At the highest level and in his purest aspect, He is satchitananda. Truth, Consciousness and Bliss. As the lord of the universe, He is the inhabitant of the whole world and the indweller of all. There is nothing that is outside of Him or without Him. He exists in the beings (jivas) as Atman, the Enjoyer who delights in Himself, without undergoing any change, but willing to participate in the cycle of births and deaths and bear witness to the illusions of life.

He is realized in many ways. The paths or the methods that lead to liberation or union with God can broadly be groupd into four, the path of action, the path of knowledge, the path of renuciation and the path of devotion. All the paths are interrelated, and for success on any path, perfection in others is necessary.

The first path requires performance of selfless actions, the second one pursuit of self-knowledge, the third one renunciation of desires and worldly life, and the fourth one devotion to God and absorbing the mind in the contemplation of God. Of the four, the path of devotion is considered the best.

In the Bhagavad-Gita we come across an integrated approach. The path of action incorporates the essential elements of the other three as one integrated approach to liberation in which a devotee has to live a divine centered life as a servant of God upon earth (bhagavata), performing his actions with detachment, without any desire for the fruit of actions and offering them to God with pure devotion and total surrender.
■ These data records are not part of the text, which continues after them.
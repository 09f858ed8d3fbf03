//! Execution report of a pipeline run.
//!
//! The report records every real MODEL attempt in completion order: the
//! prompt that was sent, the result if the call returned one, and the error
//! if the call or its checks failed. Usage of a run is computed from it.

use crate::backend::{CommonPromptResult, Prompt};
use crate::usage::Usage;
use crate::PipelineError;
use serde::{Deserialize, Serialize};
use std::fmt::Write;

/// An error as stored in a report.
#[derive(Debug, Clone, PartialEq, Eq, Serialize, Deserialize)]
pub struct ReportedError {
    /// Kind of the error, e.g. `ExpectationError`.
    pub name: String,
    pub message: String,
}

impl From<&PipelineError> for ReportedError {
    fn from(error: &PipelineError) -> Self {
        Self {
            name: error.kind().to_string(),
            message: error.to_string(),
        }
    }
}

/// One model call.
#[derive(Debug, Clone, PartialEq, Serialize, Deserialize)]
#[serde(rename_all = "camelCase")]
pub struct ReportEntry {
    pub prompt: Prompt,
    #[serde(default, skip_serializing_if = "Option::is_none")]
    pub result: Option<CommonPromptResult>,
    #[serde(default, skip_serializing_if = "Option::is_none")]
    pub error: Option<ReportedError>,
}

#[derive(Debug, Clone, Default, PartialEq, Serialize, Deserialize)]
#[serde(rename_all = "camelCase")]
pub struct ExecutionReport {
    #[serde(default, skip_serializing_if = "Option::is_none")]
    pub pipeline_url: Option<String>,
    #[serde(default, skip_serializing_if = "Option::is_none")]
    pub title: Option<String>,
    #[serde(default, skip_serializing_if = "Option::is_none")]
    pub description: Option<String>,
    #[serde(default)]
    pub prompt_executions: Vec<ReportEntry>,
}

impl ExecutionReport {
    /// Sum of the usage of every entry that has a result.
    pub fn usage(&self) -> Usage {
        self.prompt_executions
            .iter()
            .filter_map(|entry| entry.result.as_ref())
            .map(CommonPromptResult::usage)
            .sum()
    }

    /// Number of entries that carry an error.
    pub fn failed_count(&self) -> usize {
        self.prompt_executions
            .iter()
            .filter(|entry| entry.error.is_some())
            .count()
    }

    /// Render the report as a markdown document.
    pub fn to_markdown(&self) -> String {
        let mut md = String::new();
        let title = self.title.as_deref().unwrap_or("Pipeline");
        let _ = writeln!(md, "# Execution report: {}", title);
        if let Some(url) = &self.pipeline_url {
            let _ = writeln!(md, "\n- Pipeline: {}", url);
        }
        if let Some(description) = &self.description {
            let _ = writeln!(md, "\n{}", description);
        }

        let usage = self.usage();
        let _ = writeln!(
            md,
            "\n- Calls: {}\n- Failed: {}\n- Price: {}$\n- Duration: {:.2}s",
            self.prompt_executions.len(),
            self.failed_count(),
            format_uncertain(usage.price.value, usage.price.is_uncertain),
            usage.duration.value,
        );

        for (i, entry) in self.prompt_executions.iter().enumerate() {
            let _ = writeln!(md, "\n## {}. {}", i + 1, entry.prompt.title);
            let _ = writeln!(
                md,
                "\n- Variant: {}",
                entry.prompt.model_requirements.model_variant
            );
            if let Some(result) = &entry.result {
                let _ = writeln!(md, "- Model: {}", result.model_name());
            }
            let _ = writeln!(md, "\n### Prompt\n\n```\n{}\n```", entry.prompt.content);
            if let Some(result) = &entry.result {
                let text = result.to_text().unwrap_or_default();
                let _ = writeln!(md, "\n### Result\n\n```\n{}\n```", text);
            }
            if let Some(error) = &entry.error {
                let _ = writeln!(md, "\n### Error\n\n{}: {}", error.name, error.message);
            }
        }
        md
    }
}

fn format_uncertain(value: f64, is_uncertain: bool) -> String {
    if is_uncertain {
        format!("~{}", value)
    } else {
        value.to_string()
    }
}

#[cfg(test)]
mod tests {
    use super::*;
    use crate::backend::{PromptResult, PromptTiming};
    use crate::types::ModelRequirements;
    use crate::usage::UncertainNumber;
    use chrono::Utc;

    fn entry(content: &str, price: f64, error: Option<PipelineError>) -> ReportEntry {
        let usage = Usage {
            price: UncertainNumber::exact(price),
            ..Usage::ZERO
        };
        ReportEntry {
            prompt: Prompt::new("Greeting", "Say hi", ModelRequirements::chat()),
            result: Some(CommonPromptResult::Chat(PromptResult {
                content: content.into(),
                model_name: "m".into(),
                timing: PromptTiming::since(Utc::now()),
                usage,
                raw_response: None,
            })),
            error: error.as_ref().map(ReportedError::from),
        }
    }

    #[test]
    fn test_usage_sums_all_results() {
        let report = ExecutionReport {
            prompt_executions: vec![
                entry("", 0.5, Some(PipelineError::Expectation("too short".into()))),
                entry("hi", 0.25, None),
            ],
            ..Default::default()
        };
        assert_eq!(report.usage().price.value, 0.75);
        assert_eq!(report.failed_count(), 1);
    }

    #[test]
    fn test_markdown_lists_entries() {
        let report = ExecutionReport {
            title: Some("Hello".into()),
            prompt_executions: vec![entry(
                "hi",
                0.0,
                Some(PipelineError::Expectation("too short".into())),
            )],
            ..Default::default()
        };
        let md = report.to_markdown();
        assert!(md.starts_with("# Execution report: Hello"));
        assert!(md.contains("## 1. Greeting"));
        assert!(md.contains("ExpectationError: too short"));
    }

    #[test]
    fn test_serializes_camel_case() {
        let report = ExecutionReport {
            prompt_executions: vec![entry("hi", 0.0, None)],
            ..Default::default()
        };
        let value = serde_json::to_value(&report).unwrap();
        assert_eq!(value["promptExecutions"][0]["result"]["variant"], "CHAT");
        assert!(value["promptExecutions"][0].get("error").is_none());
    }
}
Thus, it can be seen that Hindus have a broader approach to the concept of God and his worship. One may call Him by any name or worship Him in any form. The names and forms of God are mere reference points to know him and relate to him in the objective world. Since the senses can only grasp the objects, for us God becomes an object, while the reality is that He is transcendental, beyond the senses and hidden in the objects.

Otherwise, how can we worship Him, who is unreachable, indescribable, beyond grasp, and beyond all words and thoughts? He objectifies the best and the highest in us. He elevates our very thought and vision, and represents the loftiest ideals, which we can aspire to achieve in our search for meaning and truths about ourselves.

He is the highest goal (Parandhama), attaining which in our individual ways is the very purpose of our lives. Those who quarrel about His name or forms, blinded by their faith and their attachment to it, are ignorant and deluded. They never attain him, until they mend their ways.

Truly, the Brahman of Hinduism represents the Highest principle which the human mind can ever conceive of. He is not God of just one world or a few worlds, but represents the entire known and unknown Universe as well as Time or Kala, the all devouring God of Death.